*Problem to solve*. Each line below that holds the word "true" counts once; state the total number of such lines and nothing else.

Collected data entries:
....

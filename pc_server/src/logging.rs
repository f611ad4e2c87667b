//! Structured logging configuration.
//!
//! Records from the library's `log` macros are forwarded to the same
//! subscriber, so one `RUST_LOG` filter covers the whole process.

use tracing_subscriber::{EnvFilter, layer::SubscriberExt, util::SubscriberInitExt};

/// Default filter when `RUST_LOG` is unset
pub const DEFAULT_FILTER: &str = "info,sqlx=warn,hyper=warn";

/// Requests slower than this are logged at warn level
pub const SLOW_REQUEST_MS: u64 = 1000;

/// Initialize structured logging
///
/// Log levels are configurable via the `RUST_LOG` env var.
///
/// # Example
///
/// ```no_run
/// use pc_server::logging;
///
/// #[tokio::main]
/// async fn main() {
///     logging::init();
///     tracing::info!("Server starting");
/// }
/// ```
pub fn init() {
    let env_filter =
        EnvFilter::try_from_default_env().unwrap_or_else(|_| EnvFilter::new(DEFAULT_FILTER));

    let fmt_layer = tracing_subscriber::fmt::layer()
        .with_target(true)
        .with_thread_ids(true)
        .with_file(true)
        .with_line_number(true);

    tracing_subscriber::registry()
        .with(env_filter)
        .with(fmt_layer)
        .init();

    tracing::info!("Structured logging initialized");
}

/// Log security event with structured data
///
/// # Arguments
///
/// * `event_type` - Type of security event
/// * `email` - Address involved, if any
/// * `message` - Event message
///
/// # Example
///
/// ```
/// use pc_server::logging::log_security_event;
///
/// log_security_event(
///     "magic_link_throttled",
///     Some("sam@example.com"),
///     "Too many sign-in links requested",
/// );
/// ```
pub fn log_security_event(event_type: &str, email: Option<&str>, message: &str) {
    tracing::warn!(
        event_type = event_type,
        email = email,
        "SECURITY: {}",
        message
    );
}

/// Log API request/response, escalating slow requests to warn
///
/// # Arguments
///
/// * `method` - HTTP method
/// * `path` - Matched route
/// * `status_code` - Response status code
/// * `duration_ms` - Request duration in milliseconds
pub fn log_api_request(method: &str, path: &str, status_code: u16, duration_ms: u64) {
    if duration_ms > SLOW_REQUEST_MS {
        tracing::warn!(
            http_method = method,
            http_path = path,
            http_status = status_code,
            duration_ms = duration_ms,
            "PERFORMANCE: Slow request"
        );
    } else {
        tracing::debug!(
            http_method = method,
            http_path = path,
            http_status = status_code,
            duration_ms = duration_ms,
            "API request completed"
        );
    }
}

#[cfg(test)]
mod tests {
    use super::*;

    #[test]
    fn test_log_security_event() {
        log_security_event("test_event", Some("a@b.co"), "Test message");
        log_security_event("test_event", None, "Test message");
    }

    #[test]
    fn test_log_api_request() {
        log_api_request("GET", "/api/v1/tournaments", 200, 45);
        log_api_request("POST", "/api/v1/tournaments", 504, 5001);
    }
}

....

*Task output*. 4